= Jean-Marie Mondelet =

Canadian politician

Jean-Marie Mondelet (ca. 1771 - June 15, 1843) was a notary and political figure in Lower Canada.

He was born in Saint-Charles-sur-Richelieu around 1771, the son of Dominique Mondelet, and studied at the Collège Saint-Raphaël and the Petit Séminaire de Quebec. He articled as a notary, qualified to practice in 1794 and set up practice at Saint-Marc-sur-Richelieu, later taking on Étienne Ranvoyzé as a partner. He married Charlotte Boucher de Grosbois in January 1798. Later that year, he was named a justice of the peace. In 1802, Mondelet moved his practice to Montreal. In 1804, he was elected to the Legislative Assembly of Lower Canada for Montreal West and, in 1808, for Montreal East, generally voting with the parti canadien. In 1810, he was appointed joint president of the Court of Quarter Sessions at Montreal. In 1811, he married Juliana Walker, the widow of an Anglican priest and daughter of judge James Walker. In 1811, he became a police magistrate and, in 1812, was named coroner for Montreal.

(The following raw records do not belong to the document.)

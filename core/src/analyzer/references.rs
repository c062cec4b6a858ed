//! Variable reads, assignments and unused-variable reporting.

use rustc_hash::FxHashSet;

use super::Analyzer;
use crate::diagnostics::{codes, Diagnostic, DiagnosticTag, Severity};
use crate::matcher::VariableMatcher;
use crate::model::{Block, Statement, StatementKind};
use crate::namespace::VariableScope;
use crate::token::{Position, Range, Token, TokenType};
use crate::variables::search::find_variables;
use crate::variables::{
    number_value, set_variable_keyword, split_argument_definition, var_scope, BlockScope, VariableType, VAR_SCOPES,
};

fn range_on(lineno: u32, col: u32, len: usize) -> Range {
    let line = lineno.saturating_sub(1);
    Range::new(Position::new(line, col), Position::new(line, col + len as u32))
}

/// `$name` occurrences in a Python-like expression, outside string
/// literals, with their char offsets.
fn expression_variables(text: &str) -> Vec<(usize, String)> {
    let chars: Vec<char> = text.chars().collect();
    let mut out = Vec::new();
    let mut quote: Option<char> = None;
    let mut i = 0usize;
    while i < chars.len() {
        let c = chars[i];
        match quote {
            Some(q) if c == q => quote = None,
            Some(_) if c == '\\' => i += 1,
            Some(_) => {}
            None if c == '\'' || c == '"' => quote = Some(c),
            None if c == '$' && (i == 0 || chars[i - 1] != '\\') => {
                let start = i;
                let mut end = i + 1;
                if chars.get(end).is_some_and(|c| c.is_alphabetic() || *c == '_') {
                    while chars.get(end).is_some_and(|c| c.is_alphanumeric() || *c == '_') {
                        end += 1;
                    }
                    out.push((start, chars[start + 1..end].iter().collect()));
                    i = end;
                    continue;
                }
            }
            None => {}
        }
        i += 1;
    }
    out
}

impl<'a> Analyzer<'a> {
    /// Whether `token` of `statement` is read rather than defined.
    fn reads_variables(statement: &Statement, index: usize, token: &Token) -> bool {
        if !token.kind.can_contain_variables() {
            return false;
        }
        match (statement.kind, token.kind) {
            (_, TokenType::Assign) => false,
            (
                StatementKind::Var | StatementKind::ForHeader | StatementKind::ExceptHeader | StatementKind::Variable,
                TokenType::Variable,
            ) => false,
            (StatementKind::Template | StatementKind::TestTemplate, TokenType::Name) => false,
            (StatementKind::KeywordCall, TokenType::Argument) => {
                let is_set_variable = statement
                    .get_value(TokenType::Keyword)
                    .and_then(set_variable_keyword)
                    .is_some();
                let first_argument = statement.tokens.iter().position(|t| t.kind == TokenType::Argument);
                !(is_set_variable && first_argument == Some(index))
            }
            _ => true,
        }
    }

    pub(super) fn check_statement_variables(&mut self, statement: &Statement) {
        let severity = match statement.kind {
            StatementKind::Arguments | StatementKind::KeywordName | StatementKind::Comment | StatementKind::Error => {
                return
            }
            StatementKind::Documentation | StatementKind::Metadata | StatementKind::TestCaseName => Severity::Hint,
            _ => Severity::Error,
        };
        let mut scope: Option<VariableScope> = None;
        for (index, token) in statement.tokens.iter().enumerate() {
            if !token.value.contains(['$', '@', '&', '%']) || !Self::reads_variables(statement, index, token) {
                continue;
            }
            let scope = scope.get_or_insert_with(|| self.scope_before(statement));
            self.check_token(token, scope, severity);
        }
    }

    pub(super) fn check_token(&mut self, token: &Token, scope: &VariableScope, severity: Severity) {
        for sub in token.tokenize_variables() {
            if sub.kind == TokenType::Variable {
                self.check_variable(&sub.value, sub.lineno, sub.col_offset, scope, severity);
            }
        }
    }

    /// Resolve one variable occurrence `text` starting at `col` and record
    /// the read, or report it as missing.
    pub(super) fn check_variable(&mut self, text: &str, lineno: u32, col: u32, scope: &VariableScope, severity: Severity) {
        let Some(matcher) = VariableMatcher::new(text) else { return };
        let name_len = matcher.name.chars().count();

        // Variables used inside `[item]` access.
        let rest: String = text.chars().skip(name_len).collect();
        for inner in find_variables(&rest) {
            let inner_text: String = rest.chars().skip(inner.start).take(inner.end - inner.start).collect();
            self.check_variable(&inner_text, lineno, col + (name_len + inner.start) as u32, scope, severity);
        }

        let base = matcher.base.trim();
        if base.is_empty() || number_value(base).is_some() || (base.starts_with('{') && base.ends_with('}')) {
            return;
        }
        let nested = find_variables(&matcher.base);
        if !nested.is_empty() {
            for inner in nested {
                let inner_text: String = matcher
                    .base
                    .chars()
                    .skip(inner.start)
                    .take(inner.end - inner.start)
                    .collect();
                self.check_variable(&inner_text, lineno, col + 2 + inner.start as u32, scope, severity);
            }
            return;
        }

        let range = range_on(lineno, col, name_len);
        if matcher.is_environment() {
            if scope.find_name(&matcher.name).is_none() {
                self.push(Diagnostic::warning(
                    range,
                    codes::ENVIRONMENT_VARIABLE_NOT_FOUND,
                    format!("Environment variable '%{{{}}}' not found.", matcher.base),
                ));
            }
            return;
        }
        match scope.find_name(&matcher.name) {
            Some(def) => {
                self.block_reads.insert(def.normalized_name());
                let location = self.location(range);
                self.result.variable_references.entry(def).or_default().push(location);
            }
            None => self.push(Diagnostic::new(
                range,
                severity,
                codes::VARIABLE_NOT_FOUND,
                format!("Variable '{}' not found.", matcher.name),
            )),
        }
    }

    /// `$name` references inside an expression argument.
    pub(super) fn check_expression(&mut self, token: &Token, scope: &VariableScope) {
        for (offset, name) in expression_variables(&token.value) {
            let range = range_on(token.lineno, token.col_offset + offset as u32, name.chars().count() + 1);
            match scope.find_name(&format!("${{{name}}}")) {
                Some(def) => {
                    self.block_reads.insert(def.normalized_name());
                    let location = self.location(range);
                    self.result.variable_references.entry(def).or_default().push(location);
                }
                None => self.push(Diagnostic::error(
                    range,
                    codes::VARIABLE_NOT_FOUND,
                    format!("Variable '${name}' not found."),
                )),
            }
        }
    }

    /// Record the local definitions `tokens` of `statement` create.
    pub(super) fn record_definitions(&mut self, statement: &Statement, tokens: &[&Token]) {
        let Some(block) = self.block else { return };
        if tokens.is_empty() {
            return;
        }
        let after = Position::new(statement.end_lineno(), 0);
        let defs = BlockScope::collect(block, Some(after), Some(&self.source));
        for token in tokens {
            let start = token.range().start;
            if let Some(def) = defs.iter().find(|d| d.range.start == start) {
                let location = self.location(def.range);
                self.result
                    .local_variable_assignments
                    .entry(def.clone())
                    .or_default()
                    .push(location);
            }
        }
    }

    pub(super) fn visit_var(&mut self, statement: &Statement) {
        if let Some(scope) = var_scope(statement) {
            if !VAR_SCOPES.contains(&scope.as_str()) {
                let range = statement
                    .get_tokens(TokenType::Option)
                    .filter(|t| t.value.starts_with("scope="))
                    .last()
                    .map(|t| t.range())
                    .unwrap_or_else(|| statement.range());
                self.push(Diagnostic::error(
                    range,
                    codes::INCORRECT_USE,
                    format!(
                        "VAR option 'scope' does not accept value '{scope}'. Valid values are {}.",
                        VAR_SCOPES.join(", ")
                    ),
                ));
            }
        }
        let tokens: Vec<&Token> = statement.get_tokens(TokenType::Variable).collect();
        self.record_definitions(statement, &tokens);
    }

    pub(super) fn visit_loop_variables(&mut self, statement: &Statement) {
        let tokens: Vec<&Token> = statement.get_tokens(TokenType::Variable).collect();
        self.record_definitions(statement, &tokens);
    }

    pub(super) fn visit_condition(&mut self, statement: &Statement) {
        let scope = self.scope_before(statement);
        for token in statement.get_tokens(TokenType::Argument) {
            self.check_expression(token, &scope);
        }
    }

    pub(super) fn visit_inline_if(&mut self, statement: &Statement) {
        self.visit_condition(statement);
        let tokens: Vec<&Token> = statement.get_tokens(TokenType::Assign).collect();
        self.record_definitions(statement, &tokens);
    }

    /// Default values may use earlier arguments.
    pub(super) fn visit_arguments(&mut self, statement: &Statement) {
        for token in statement.get_tokens(TokenType::Argument) {
            let Some((name, Some(default))) = split_argument_definition(&token.value) else {
                continue;
            };
            if !default.contains(['$', '@', '&', '%']) {
                continue;
            }
            let col = token.col_offset + name.chars().count() as u32 + 1;
            let default_token = Token::new(TokenType::Argument, default, token.lineno, col);
            let scope = self.scope_at(token.range().start);
            self.check_token(&default_token, &scope, Severity::Error);
        }
        let tokens: Vec<&Token> = statement.get_tokens(TokenType::Argument).collect();
        self.record_definitions(statement, &tokens);
    }

    /// Entries of the `*** Variables ***` section. A command line variable
    /// of the same name overrides the entry and is referenced here.
    pub(super) fn visit_variable(&mut self, statement: &Statement) {
        let Some(token) = statement.get_token(TokenType::Variable) else { return };
        let start = token.range().start;
        let Some(own) = self
            .namespace
            .own_variables()
            .iter()
            .find(|d| d.range.start == start)
            .cloned()
        else {
            return;
        };
        let matcher = own.matcher();
        let overriding = self
            .namespace
            .imports_manager()
            .get_command_line_variables()
            .iter()
            .find(|d| d.matcher() == matcher)
            .cloned();
        if let Some(command_line) = overriding {
            let location = self.location(own.range);
            self.result
                .variable_references
                .entry(command_line)
                .or_default()
                .push(location);
        }
    }

    pub(super) fn report_unused_variables(&mut self, block: &Block) {
        let defs = BlockScope::collect(block, None, Some(&self.source));
        let mut seen = FxHashSet::default();
        for def in defs {
            if def.kind != VariableType::LocalVariable || !seen.insert(def.range) {
                continue;
            }
            let private = def.name.chars().nth(2) == Some('_');
            if private || self.block_reads.contains(&def.normalized_name()) {
                continue;
            }
            self.push(
                Diagnostic::hint(
                    def.range,
                    codes::VARIABLE_NOT_USED,
                    format!("Variable '{}' is not used.", def.name),
                )
                .with_tag(DiagnosticTag::Unnecessary),
            );
        }
    }
}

Mondelet served as a major in the militia during the War of 1812, he later became lieutenant-colonel and then commander of a militia battalion. In 1821, he was named a king's notary, which allowed him to perform as a notary on behalf of the government. As a moderate nationalist, Mondelet was sometimes viewed with suspicion by both the more radical nationalists and the authorities. His title of king's notary was removed in 1827. However, he was named to the Montreal Board of Health in 1832.

He died at Trois-Rivières in 1843.

His son Dominique became a lawyer and judge and also served in the legislative assembly. His son Charles-Elzéar also became a lawyer and judge.